Özellikle siyaseti, her şey bir yana VİCDANİ – İNSANİ SORUMLULUĞUNU anımsamaya özellikle çağırıyoruz.

Volkan’ın Taksim’e gitme gerekçesini bir kez daha anımsayalım :

  • İnsanlara yapılan canımızı yaktı..

Sevgi, saygı ve acı ile.
19.6.13, Ankara

Dr. Ahmet SALTIK
www.ahmetsaltik.net

===============================

İnsanlara yapılan canımızı yaktı

Volkan Kesanbilici

Gozunu_yitiren_Volkan_Kesanbilici

 

 

 

 

– Cuma gecesi Tarlabaşı Bulvarı’nda bir grubun içindeydim. Gezi Parkı’nda kalan insanların durumunu merak ediyorduk. Bütün gün internetten takip etmiştik zaten.

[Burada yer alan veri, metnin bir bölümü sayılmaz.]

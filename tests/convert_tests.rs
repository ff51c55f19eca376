//! Tests for engine listing and status conversion.
//!
//! Covers status classification, container/image adaptation and the
//! reporting projection through the public crate API.

use chrono::{TimeZone, Utc};
use r_kubelet::api::types::{ContainerState, ContainerStateWaiting};
use r_kubelet::{
    ContainerEntry, ContainerId, ContainerStatus, ConvertError, DOCKER_SCHEME, DockerId, ImageEntry,
    KubeletContainerName, KubeletNameParser, NameParseError, NameParser, RawContainerStatus,
    map_status, raw_to_api_container_status, to_runtime_container, to_runtime_containers,
    to_runtime_image, to_runtime_images,
};

fn managed_entry(id: &str, status: &str) -> ContainerEntry {
    ContainerEntry {
        id: id.to_string(),
        names: vec![format!("/k8s_app.deadbeef_api-0_prod_{id}-uid_7f3a")],
        image: "registry.local/api:2.1".to_string(),
        created: 1_714_557_600,
        status: status.to_string(),
    }
}

fn raw_status(status: ContainerStatus) -> RawContainerStatus {
    RawContainerStatus {
        id: "9a8b7c6d5e4f".to_string(),
        name: "app".to_string(),
        restart_count: 2,
        image: "registry.local/api:2.1".to_string(),
        image_id: "docker://sha256:77aa".to_string(),
        status,
        started_at: Some(Utc.with_ymd_and_hms(2024, 5, 1, 9, 0, 0).unwrap()),
        finished_at: Some(Utc.with_ymd_and_hms(2024, 5, 1, 9, 30, 0).unwrap()),
        exit_code: 1,
        reason: "Error".to_string(),
        message: "panic: config missing".to_string(),
    }
}

// =============================================================================
// Status Classification
// =============================================================================

#[test]
fn test_classify_known_prefixes() {
    assert_eq!(map_status("Up 5 minutes"), ContainerStatus::Running);
    assert_eq!(map_status("Exited (0) 2 hours ago"), ContainerStatus::Exited);
}

#[test]
fn test_classify_defaults_to_unknown() {
    assert_eq!(map_status("Created"), ContainerStatus::Unknown);
    assert_eq!(map_status(""), ContainerStatus::Unknown);
    assert_eq!(map_status("Paused"), ContainerStatus::Unknown);
}

#[test]
fn test_classify_is_total_over_odd_input() {
    let long = "x".repeat(64 * 1024);
    for text in ["\0", "\u{1F600}", "Up\nExited", long.as_str(), "  "] {
        let status = map_status(text);
        assert!(matches!(
            status,
            ContainerStatus::Running | ContainerStatus::Exited | ContainerStatus::Unknown
        ));
    }
}

// =============================================================================
// Container Adaptation
// =============================================================================

#[test]
fn test_container_preserves_engine_fields() {
    let entry = managed_entry("9a8b7c6d5e4f", "Exited (2) 10 minutes ago");
    let container = to_runtime_container(Some(&entry), &KubeletNameParser).unwrap();

    assert_eq!(container.id.id, entry.id);
    assert_eq!(container.image, entry.image);
    assert_eq!(container.created, entry.created);
    assert_eq!(container.status, map_status(&entry.status));
    assert_eq!(container.name, "app");
    assert_eq!(container.hash, 0xdeadbeef);
}

#[test]
fn test_container_id_is_qualified_and_routable() {
    let entry = managed_entry("9a8b7c6d5e4f", "Up 1 hour");
    let container = to_runtime_container(Some(&entry), &KubeletNameParser).unwrap();

    let rendered = container.id.to_string();
    assert!(rendered.starts_with(&format!("{DOCKER_SCHEME}://")));
    assert_eq!(ContainerId::parse(&rendered).unwrap(), container.id);
}

#[test]
fn test_container_missing_entry_is_invalid_input() {
    let err = to_runtime_container(None, &KubeletNameParser).unwrap_err();
    assert!(matches!(err, ConvertError::InvalidInput(_)));
    assert!(err.to_string().contains("invalid input"));
}

#[test]
fn test_container_uses_custom_parser() {
    struct FixedParser;

    impl NameParser for FixedParser {
        fn parse(&self, _raw_name: &str) -> Result<(KubeletContainerName, u32), NameParseError> {
            Ok((
                KubeletContainerName {
                    pod_full_name: "p_ns".to_string(),
                    pod_uid: "uid".to_string(),
                    container_name: "fixed".to_string(),
                },
                7,
            ))
        }
    }

    let entry = ContainerEntry {
        names: vec!["/anything".to_string()],
        ..managed_entry("abc", "Up")
    };
    let parser: &dyn NameParser = &FixedParser;
    let container = to_runtime_container(Some(&entry), parser).unwrap();

    assert_eq!(container.name, "fixed");
    assert_eq!(container.hash, 7);
}

#[test]
fn test_container_name_error_propagates() {
    let entry = ContainerEntry {
        names: vec!["/k8s_short".to_string()],
        ..managed_entry("abc", "Up")
    };
    let err = to_runtime_container(Some(&entry), &KubeletNameParser).unwrap_err();

    assert!(matches!(
        err,
        ConvertError::NameParse(NameParseError::TooFewFields { fields: 2, .. })
    ));
}

#[test]
fn test_container_conversion_is_deterministic() {
    let entry = managed_entry("9a8b7c6d5e4f", "Up 5 minutes");
    let first = to_runtime_container(Some(&entry), &KubeletNameParser).unwrap();
    let second = to_runtime_container(Some(&entry), &KubeletNameParser).unwrap();
    assert_eq!(first, second);
}

#[test]
fn test_container_batch_keeps_order_and_skips_failures() {
    let entries = vec![
        managed_entry("c1", "Up 1 minute"),
        ContainerEntry::default(),
        managed_entry("c2", "Created"),
    ];
    let containers = to_runtime_containers(&entries, &KubeletNameParser);

    let ids: Vec<_> = containers.iter().map(|c| c.id.id.as_str()).collect();
    assert_eq!(ids, vec!["c1", "c2"]);
    assert_eq!(containers[1].status, ContainerStatus::Unknown);
}

#[test]
fn test_container_from_engine_json() {
    let entries: Vec<ContainerEntry> = serde_json::from_str(
        r#"[
            {"Id": "e90e34656806", "Names": ["/k8s_db.0a0b_pg-0_data_u1_aa"],
             "Image": "postgres:16", "Created": 1367854154, "Status": "Exited (0) 3 days ago"}
        ]"#,
    )
    .unwrap();
    let containers = to_runtime_containers(&entries, &KubeletNameParser);

    assert_eq!(containers.len(), 1);
    assert_eq!(containers[0].name, "db");
    assert_eq!(containers[0].hash, 0x0a0b);
    assert_eq!(containers[0].status, ContainerStatus::Exited);
}

// =============================================================================
// Image Adaptation
// =============================================================================

#[test]
fn test_image_pass_through() {
    let entry = ImageEntry {
        id: "sha256:8dbd".to_string(),
        repo_tags: vec!["b:2".to_string(), "a:1".to_string(), "<none>:<none>".to_string()],
        virtual_size: -1,
    };
    let image = to_runtime_image(Some(&entry)).unwrap();

    assert_eq!(image.id, entry.id);
    assert_eq!(image.tags, entry.repo_tags);
    assert_eq!(image.size, -1);
}

#[test]
fn test_image_missing_entry_is_invalid_input() {
    assert!(matches!(
        to_runtime_image(None),
        Err(ConvertError::InvalidInput(_))
    ));
}

#[test]
fn test_image_batch_matches_single() {
    let entries = vec![
        ImageEntry {
            id: "sha256:1".to_string(),
            ..Default::default()
        },
        ImageEntry {
            id: "sha256:2".to_string(),
            repo_tags: vec!["x:1".to_string()],
            virtual_size: 9,
        },
    ];
    let images = to_runtime_images(&entries);

    assert_eq!(images.len(), 2);
    for (entry, image) in entries.iter().zip(&images) {
        assert_eq!(&to_runtime_image(Some(entry)).unwrap(), image);
    }
}

// =============================================================================
// Status Projection
// =============================================================================

#[test]
fn test_projection_running() {
    let raw = raw_status(ContainerStatus::Running);
    let status = raw_to_api_container_status(&raw);

    match &status.state {
        ContainerState::Running(running) => assert_eq!(running.started_at, raw.started_at),
        other => panic!("expected running, got {other:?}"),
    }
    assert_eq!(status.name, raw.name);
    assert_eq!(status.restart_count, raw.restart_count);
    assert_eq!(status.image, raw.image);
    assert_eq!(status.image_id, raw.image_id);
}

#[test]
fn test_projection_exited_is_terminated() {
    let raw = raw_status(ContainerStatus::Exited);
    let status = raw_to_api_container_status(&raw);

    assert_eq!(
        status.container_id,
        DockerId(raw.id.clone()).container_id().to_string()
    );
    match status.state {
        ContainerState::Terminated(terminated) => {
            assert_eq!(terminated.exit_code, raw.exit_code);
            assert_eq!(terminated.reason, raw.reason);
            assert_eq!(terminated.message, raw.message);
            assert_eq!(terminated.finished_at, raw.finished_at);
            assert!(terminated.container_id.ends_with(&raw.id));
        }
        other => panic!("expected terminated, got {other:?}"),
    }
}

#[test]
fn test_projection_unknown_is_waiting() {
    let status = raw_to_api_container_status(&raw_status(ContainerStatus::Unknown));
    assert_eq!(status.state, ContainerState::Waiting(ContainerStateWaiting {}));
}

#[test]
fn test_projection_json_shape() {
    let status = raw_to_api_container_status(&raw_status(ContainerStatus::Exited));
    let json = serde_json::to_value(&status).unwrap();

    let state = json["state"].as_object().unwrap();
    assert_eq!(state.len(), 1, "exactly one state variant");
    assert_eq!(json["state"]["terminated"]["exitCode"], 1);
    assert_eq!(
        json["state"]["terminated"]["containerID"],
        "docker://9a8b7c6d5e4f"
    );
}

#[test]
fn test_projection_is_deterministic() {
    let raw = raw_status(ContainerStatus::Running);
    assert_eq!(
        raw_to_api_container_status(&raw),
        raw_to_api_container_status(&raw)
    );
}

Sokakta sürekli gaz bombası vardı.

Polis müdahalesi uzun süre devam etti. Saat 00.00’yi geçmişti sanırım.

  • Bir anda gözüme bir şey isabet etti.
    O anda anlamadık ama sonradan hastanede anlaşıldı ki plastik mermiymiş.

– Önce gönüllü doktorların bulunduğu bölgeye gittik. Taksim İlk Yardım’a yönlendirdiler, oraya ulaşmak da zor oldu. İlk müdahale orada yapıldı.
İçeride mermi olduğu anlaşıldı. Çapa’ya gittik, ama orada sabaha kadar göz ameliyatı yapılamıyormuş. Okmeydanı Hastanesi’ne gittik, orada da müdahale edilemedi.
Tekrar Çapa’ya döndük, henüz ameliyat olamadım. Kanama devam ettiği için
hâlâ müdahale edilemiyor. Artık riskli olmasına karşın müdahale etmeleri gerektiğini söylediler, ameliyat olacağım.

Gözümde görme yetisini kaybetti.

Gözün iyileşme sürecinden sonra her şey belli olacak, açıkçası doktorlar pek birşey söyleyemiyor.

– Gezi Parkı’ndaki insanlara yapılan müdahale canımızı yaktığı için Taksim’deydim.

Çapulcu denilen insanların düzenle ilgili bir sıkıntıları vardı.

Şimdi toplumun iki kesimi tepkisini birbirine yönlendirecek bir duruma geldi.
Gerçi çapulcular kimseyi rahatsız etmedi.

– Adli mercilerde hakkımı mutlaka arayacağım. Adli raporum var.
Hastanede o da sıkıntı yarattı. Raporum bir bekçi tarafından alındı.
Son anda fark ettik. Sivil bir komiserdi galiba. Okmeydanı Hastanesi Acil Şefi’ni
sorgular bir hali vardı. Sümen altı edilmekten son anda kurtardık raporu.